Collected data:
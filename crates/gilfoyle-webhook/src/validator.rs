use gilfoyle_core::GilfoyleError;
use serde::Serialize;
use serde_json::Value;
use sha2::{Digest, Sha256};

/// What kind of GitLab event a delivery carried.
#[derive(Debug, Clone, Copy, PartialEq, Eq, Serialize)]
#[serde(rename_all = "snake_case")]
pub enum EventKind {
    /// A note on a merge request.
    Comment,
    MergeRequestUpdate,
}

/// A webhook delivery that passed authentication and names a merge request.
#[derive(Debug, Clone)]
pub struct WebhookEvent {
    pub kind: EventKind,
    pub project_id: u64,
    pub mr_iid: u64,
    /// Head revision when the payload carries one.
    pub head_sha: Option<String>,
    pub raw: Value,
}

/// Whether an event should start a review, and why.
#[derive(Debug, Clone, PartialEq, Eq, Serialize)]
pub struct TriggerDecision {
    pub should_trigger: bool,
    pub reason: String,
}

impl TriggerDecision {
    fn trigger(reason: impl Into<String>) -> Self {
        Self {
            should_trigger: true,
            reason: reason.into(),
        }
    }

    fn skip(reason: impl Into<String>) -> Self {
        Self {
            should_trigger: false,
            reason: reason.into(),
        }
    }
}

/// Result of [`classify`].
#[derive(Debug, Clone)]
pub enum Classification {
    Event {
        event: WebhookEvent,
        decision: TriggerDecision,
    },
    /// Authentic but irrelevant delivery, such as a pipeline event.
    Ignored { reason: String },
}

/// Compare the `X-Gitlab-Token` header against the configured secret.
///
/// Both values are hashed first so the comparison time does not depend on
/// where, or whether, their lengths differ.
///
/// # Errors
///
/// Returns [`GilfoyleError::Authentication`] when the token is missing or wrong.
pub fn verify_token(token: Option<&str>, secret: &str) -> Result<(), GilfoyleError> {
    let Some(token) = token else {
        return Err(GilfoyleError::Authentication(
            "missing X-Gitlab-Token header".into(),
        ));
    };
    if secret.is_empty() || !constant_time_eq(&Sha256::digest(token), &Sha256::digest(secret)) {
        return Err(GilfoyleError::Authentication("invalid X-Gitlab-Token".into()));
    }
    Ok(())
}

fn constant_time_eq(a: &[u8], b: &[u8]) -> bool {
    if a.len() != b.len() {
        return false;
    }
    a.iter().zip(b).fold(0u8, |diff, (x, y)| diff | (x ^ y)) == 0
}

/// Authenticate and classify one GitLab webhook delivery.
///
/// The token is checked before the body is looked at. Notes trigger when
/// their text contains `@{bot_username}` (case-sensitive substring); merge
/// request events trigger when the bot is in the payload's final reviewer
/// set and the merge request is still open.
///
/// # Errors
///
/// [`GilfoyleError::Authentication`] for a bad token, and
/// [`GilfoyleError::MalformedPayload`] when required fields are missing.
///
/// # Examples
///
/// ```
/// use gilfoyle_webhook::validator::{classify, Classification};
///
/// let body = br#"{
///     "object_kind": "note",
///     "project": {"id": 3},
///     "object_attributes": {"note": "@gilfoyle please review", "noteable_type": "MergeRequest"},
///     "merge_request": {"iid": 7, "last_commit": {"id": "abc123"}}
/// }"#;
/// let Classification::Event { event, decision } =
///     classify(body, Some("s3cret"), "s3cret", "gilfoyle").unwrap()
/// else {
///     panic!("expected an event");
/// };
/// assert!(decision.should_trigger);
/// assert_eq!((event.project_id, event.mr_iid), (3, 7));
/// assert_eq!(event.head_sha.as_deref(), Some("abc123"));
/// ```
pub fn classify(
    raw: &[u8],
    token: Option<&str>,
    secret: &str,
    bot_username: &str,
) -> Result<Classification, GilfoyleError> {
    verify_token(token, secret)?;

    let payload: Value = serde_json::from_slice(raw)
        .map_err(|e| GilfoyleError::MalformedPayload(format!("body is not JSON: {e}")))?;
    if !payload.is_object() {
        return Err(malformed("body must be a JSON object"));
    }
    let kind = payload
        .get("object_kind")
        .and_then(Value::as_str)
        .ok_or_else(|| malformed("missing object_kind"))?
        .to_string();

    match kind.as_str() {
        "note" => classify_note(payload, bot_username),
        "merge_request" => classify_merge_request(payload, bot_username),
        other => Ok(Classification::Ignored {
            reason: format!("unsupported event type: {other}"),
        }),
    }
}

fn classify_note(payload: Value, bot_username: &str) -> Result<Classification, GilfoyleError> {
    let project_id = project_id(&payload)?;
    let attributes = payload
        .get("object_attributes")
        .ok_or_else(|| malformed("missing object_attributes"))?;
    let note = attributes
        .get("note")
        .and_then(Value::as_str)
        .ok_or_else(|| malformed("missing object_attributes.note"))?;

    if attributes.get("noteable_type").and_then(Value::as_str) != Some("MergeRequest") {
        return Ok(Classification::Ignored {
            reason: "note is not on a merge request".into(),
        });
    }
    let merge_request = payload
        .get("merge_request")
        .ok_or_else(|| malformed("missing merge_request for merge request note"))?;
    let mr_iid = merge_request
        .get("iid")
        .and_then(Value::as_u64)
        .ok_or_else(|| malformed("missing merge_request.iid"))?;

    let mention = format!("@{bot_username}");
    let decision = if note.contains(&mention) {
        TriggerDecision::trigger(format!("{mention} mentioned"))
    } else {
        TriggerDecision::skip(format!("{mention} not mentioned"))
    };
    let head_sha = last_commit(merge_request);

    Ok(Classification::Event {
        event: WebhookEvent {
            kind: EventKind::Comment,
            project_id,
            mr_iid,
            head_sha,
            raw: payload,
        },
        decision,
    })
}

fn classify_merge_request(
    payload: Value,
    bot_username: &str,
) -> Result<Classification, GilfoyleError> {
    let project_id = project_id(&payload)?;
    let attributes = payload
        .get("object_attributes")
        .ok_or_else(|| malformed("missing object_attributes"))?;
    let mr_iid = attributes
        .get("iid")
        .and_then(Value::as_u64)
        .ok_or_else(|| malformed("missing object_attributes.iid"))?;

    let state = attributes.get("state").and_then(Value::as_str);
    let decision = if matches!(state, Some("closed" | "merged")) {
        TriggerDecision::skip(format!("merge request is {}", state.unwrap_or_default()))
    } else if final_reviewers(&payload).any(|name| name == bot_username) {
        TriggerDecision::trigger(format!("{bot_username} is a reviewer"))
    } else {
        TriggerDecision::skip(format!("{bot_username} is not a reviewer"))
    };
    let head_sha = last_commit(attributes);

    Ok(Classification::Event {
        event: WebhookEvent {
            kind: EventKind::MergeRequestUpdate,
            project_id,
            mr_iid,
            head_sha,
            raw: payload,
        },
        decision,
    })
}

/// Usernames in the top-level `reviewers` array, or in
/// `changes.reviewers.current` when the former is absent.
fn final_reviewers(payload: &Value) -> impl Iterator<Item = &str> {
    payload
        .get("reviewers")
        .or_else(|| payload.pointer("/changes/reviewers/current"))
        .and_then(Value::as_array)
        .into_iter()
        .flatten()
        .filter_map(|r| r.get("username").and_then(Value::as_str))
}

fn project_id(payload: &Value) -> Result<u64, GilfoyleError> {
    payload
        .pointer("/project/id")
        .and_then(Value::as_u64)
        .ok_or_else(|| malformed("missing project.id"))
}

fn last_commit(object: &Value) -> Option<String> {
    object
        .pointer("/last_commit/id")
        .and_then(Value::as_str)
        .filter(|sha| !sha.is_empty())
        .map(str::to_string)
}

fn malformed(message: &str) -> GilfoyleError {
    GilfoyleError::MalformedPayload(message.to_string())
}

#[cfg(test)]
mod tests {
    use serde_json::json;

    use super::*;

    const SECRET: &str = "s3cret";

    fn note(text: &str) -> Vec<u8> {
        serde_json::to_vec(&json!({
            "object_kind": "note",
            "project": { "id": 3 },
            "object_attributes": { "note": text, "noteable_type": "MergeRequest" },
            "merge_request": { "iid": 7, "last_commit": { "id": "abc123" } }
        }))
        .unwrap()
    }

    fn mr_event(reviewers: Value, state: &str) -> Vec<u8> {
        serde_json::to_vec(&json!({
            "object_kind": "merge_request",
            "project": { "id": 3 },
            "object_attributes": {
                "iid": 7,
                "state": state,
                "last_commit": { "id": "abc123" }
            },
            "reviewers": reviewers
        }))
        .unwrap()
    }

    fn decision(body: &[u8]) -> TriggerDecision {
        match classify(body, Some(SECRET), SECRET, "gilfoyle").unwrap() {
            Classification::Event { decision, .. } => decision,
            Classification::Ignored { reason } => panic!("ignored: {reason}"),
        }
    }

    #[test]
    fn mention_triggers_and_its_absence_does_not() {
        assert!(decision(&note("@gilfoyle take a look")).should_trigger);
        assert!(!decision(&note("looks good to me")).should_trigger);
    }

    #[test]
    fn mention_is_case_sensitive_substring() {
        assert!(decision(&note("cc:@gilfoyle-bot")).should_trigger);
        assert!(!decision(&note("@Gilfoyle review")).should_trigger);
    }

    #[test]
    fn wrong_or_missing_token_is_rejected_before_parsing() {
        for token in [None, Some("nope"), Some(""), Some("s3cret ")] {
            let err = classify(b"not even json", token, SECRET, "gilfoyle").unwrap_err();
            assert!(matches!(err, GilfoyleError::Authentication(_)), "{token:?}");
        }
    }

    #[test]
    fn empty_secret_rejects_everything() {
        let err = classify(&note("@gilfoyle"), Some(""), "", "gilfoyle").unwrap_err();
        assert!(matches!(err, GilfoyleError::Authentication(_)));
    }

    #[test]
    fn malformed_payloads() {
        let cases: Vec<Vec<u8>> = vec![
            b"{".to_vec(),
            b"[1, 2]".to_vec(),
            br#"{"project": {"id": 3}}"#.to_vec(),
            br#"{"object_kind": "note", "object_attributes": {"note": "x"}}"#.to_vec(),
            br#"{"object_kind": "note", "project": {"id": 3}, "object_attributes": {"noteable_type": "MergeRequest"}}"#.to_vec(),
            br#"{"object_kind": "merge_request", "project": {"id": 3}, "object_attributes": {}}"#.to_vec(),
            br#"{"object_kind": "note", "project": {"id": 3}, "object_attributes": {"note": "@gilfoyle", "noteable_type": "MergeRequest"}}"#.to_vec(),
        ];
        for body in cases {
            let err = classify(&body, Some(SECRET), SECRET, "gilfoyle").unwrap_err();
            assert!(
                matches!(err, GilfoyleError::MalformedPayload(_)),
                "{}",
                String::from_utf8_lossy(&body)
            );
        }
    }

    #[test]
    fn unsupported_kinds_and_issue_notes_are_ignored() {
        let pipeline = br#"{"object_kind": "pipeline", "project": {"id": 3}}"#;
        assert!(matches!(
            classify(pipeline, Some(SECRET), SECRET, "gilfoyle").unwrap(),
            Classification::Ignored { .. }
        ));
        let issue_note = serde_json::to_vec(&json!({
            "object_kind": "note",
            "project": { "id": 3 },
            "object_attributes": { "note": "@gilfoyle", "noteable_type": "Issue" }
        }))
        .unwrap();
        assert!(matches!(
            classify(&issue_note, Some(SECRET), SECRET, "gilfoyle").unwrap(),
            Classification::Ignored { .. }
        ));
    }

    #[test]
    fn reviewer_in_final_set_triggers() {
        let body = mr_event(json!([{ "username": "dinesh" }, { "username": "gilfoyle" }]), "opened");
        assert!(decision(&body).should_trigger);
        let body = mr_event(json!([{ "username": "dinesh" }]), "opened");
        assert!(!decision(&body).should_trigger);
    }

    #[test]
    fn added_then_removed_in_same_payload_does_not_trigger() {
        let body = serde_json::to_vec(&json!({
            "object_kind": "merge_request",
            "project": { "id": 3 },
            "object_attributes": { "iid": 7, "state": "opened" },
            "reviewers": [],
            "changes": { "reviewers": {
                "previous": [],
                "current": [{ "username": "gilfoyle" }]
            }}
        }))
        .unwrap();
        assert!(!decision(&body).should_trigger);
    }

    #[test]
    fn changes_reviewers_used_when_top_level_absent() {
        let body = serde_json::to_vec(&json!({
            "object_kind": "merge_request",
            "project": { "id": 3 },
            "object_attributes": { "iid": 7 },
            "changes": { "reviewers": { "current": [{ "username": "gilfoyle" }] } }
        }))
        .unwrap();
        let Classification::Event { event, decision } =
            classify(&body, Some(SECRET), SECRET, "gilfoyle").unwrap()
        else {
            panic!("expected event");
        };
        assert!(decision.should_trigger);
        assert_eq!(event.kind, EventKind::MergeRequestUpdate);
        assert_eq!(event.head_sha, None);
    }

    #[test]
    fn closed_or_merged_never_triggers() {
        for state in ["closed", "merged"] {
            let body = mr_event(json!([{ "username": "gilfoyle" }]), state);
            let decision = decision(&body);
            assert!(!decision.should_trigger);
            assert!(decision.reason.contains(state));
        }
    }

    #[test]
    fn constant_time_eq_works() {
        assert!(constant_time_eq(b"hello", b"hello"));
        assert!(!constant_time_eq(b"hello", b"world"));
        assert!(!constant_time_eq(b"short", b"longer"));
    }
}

...

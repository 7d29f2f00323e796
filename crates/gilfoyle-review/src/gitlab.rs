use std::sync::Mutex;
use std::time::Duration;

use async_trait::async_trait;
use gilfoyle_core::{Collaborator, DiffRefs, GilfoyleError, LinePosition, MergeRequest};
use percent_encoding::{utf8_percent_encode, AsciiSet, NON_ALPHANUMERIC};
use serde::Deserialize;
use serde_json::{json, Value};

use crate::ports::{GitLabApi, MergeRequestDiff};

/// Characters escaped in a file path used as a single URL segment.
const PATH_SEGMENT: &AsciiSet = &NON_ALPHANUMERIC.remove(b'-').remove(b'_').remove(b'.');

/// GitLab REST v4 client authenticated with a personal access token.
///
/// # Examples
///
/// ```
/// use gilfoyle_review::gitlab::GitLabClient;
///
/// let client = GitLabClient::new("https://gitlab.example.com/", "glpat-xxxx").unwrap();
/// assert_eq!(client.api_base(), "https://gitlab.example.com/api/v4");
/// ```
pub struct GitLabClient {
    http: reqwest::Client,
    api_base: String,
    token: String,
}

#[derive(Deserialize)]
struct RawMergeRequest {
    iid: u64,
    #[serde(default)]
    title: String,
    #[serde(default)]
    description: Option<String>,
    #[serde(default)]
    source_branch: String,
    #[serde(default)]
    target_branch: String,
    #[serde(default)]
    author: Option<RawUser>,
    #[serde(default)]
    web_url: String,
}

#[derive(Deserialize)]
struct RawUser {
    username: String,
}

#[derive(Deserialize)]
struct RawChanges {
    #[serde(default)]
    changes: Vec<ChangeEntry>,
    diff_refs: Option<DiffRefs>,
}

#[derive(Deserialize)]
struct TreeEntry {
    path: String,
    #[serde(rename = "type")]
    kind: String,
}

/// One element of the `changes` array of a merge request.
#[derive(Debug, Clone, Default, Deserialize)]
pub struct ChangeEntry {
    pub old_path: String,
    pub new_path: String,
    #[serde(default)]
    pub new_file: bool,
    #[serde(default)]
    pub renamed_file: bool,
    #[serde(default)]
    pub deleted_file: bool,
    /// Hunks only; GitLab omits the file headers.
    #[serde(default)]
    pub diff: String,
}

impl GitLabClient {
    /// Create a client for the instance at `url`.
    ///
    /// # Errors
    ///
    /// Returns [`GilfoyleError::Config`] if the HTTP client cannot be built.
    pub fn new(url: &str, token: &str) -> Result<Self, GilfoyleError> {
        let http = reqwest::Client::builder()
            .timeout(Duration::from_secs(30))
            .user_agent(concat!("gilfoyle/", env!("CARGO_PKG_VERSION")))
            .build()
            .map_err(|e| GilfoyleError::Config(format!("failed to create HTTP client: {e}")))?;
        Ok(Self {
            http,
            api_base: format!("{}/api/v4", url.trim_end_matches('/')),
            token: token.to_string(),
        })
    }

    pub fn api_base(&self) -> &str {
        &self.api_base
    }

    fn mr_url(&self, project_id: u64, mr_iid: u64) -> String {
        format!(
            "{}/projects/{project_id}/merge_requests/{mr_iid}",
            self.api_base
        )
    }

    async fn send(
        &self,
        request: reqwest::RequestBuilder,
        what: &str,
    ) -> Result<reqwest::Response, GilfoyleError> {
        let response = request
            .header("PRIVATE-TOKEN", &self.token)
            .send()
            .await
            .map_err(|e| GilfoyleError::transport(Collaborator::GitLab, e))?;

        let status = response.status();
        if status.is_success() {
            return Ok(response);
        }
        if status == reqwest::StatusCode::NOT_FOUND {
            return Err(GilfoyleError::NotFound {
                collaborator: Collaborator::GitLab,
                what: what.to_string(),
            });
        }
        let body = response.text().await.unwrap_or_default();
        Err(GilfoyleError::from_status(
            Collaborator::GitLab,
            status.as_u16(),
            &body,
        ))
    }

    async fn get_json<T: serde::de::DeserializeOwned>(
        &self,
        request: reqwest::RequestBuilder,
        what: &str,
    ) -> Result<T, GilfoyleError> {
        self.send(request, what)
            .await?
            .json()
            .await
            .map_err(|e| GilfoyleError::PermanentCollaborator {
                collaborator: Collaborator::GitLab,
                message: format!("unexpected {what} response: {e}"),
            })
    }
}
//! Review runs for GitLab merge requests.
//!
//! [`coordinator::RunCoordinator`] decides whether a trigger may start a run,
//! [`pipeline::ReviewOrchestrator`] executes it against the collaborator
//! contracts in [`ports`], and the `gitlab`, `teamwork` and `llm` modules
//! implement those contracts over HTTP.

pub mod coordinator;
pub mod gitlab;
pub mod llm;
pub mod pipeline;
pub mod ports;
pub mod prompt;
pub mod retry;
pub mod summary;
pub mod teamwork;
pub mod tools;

WHAT YOU WILL DO:
Scan the entries above and work out how many lines include the word "contracts"; the reply is that number alone.

EXERCISE RESPONSE:
2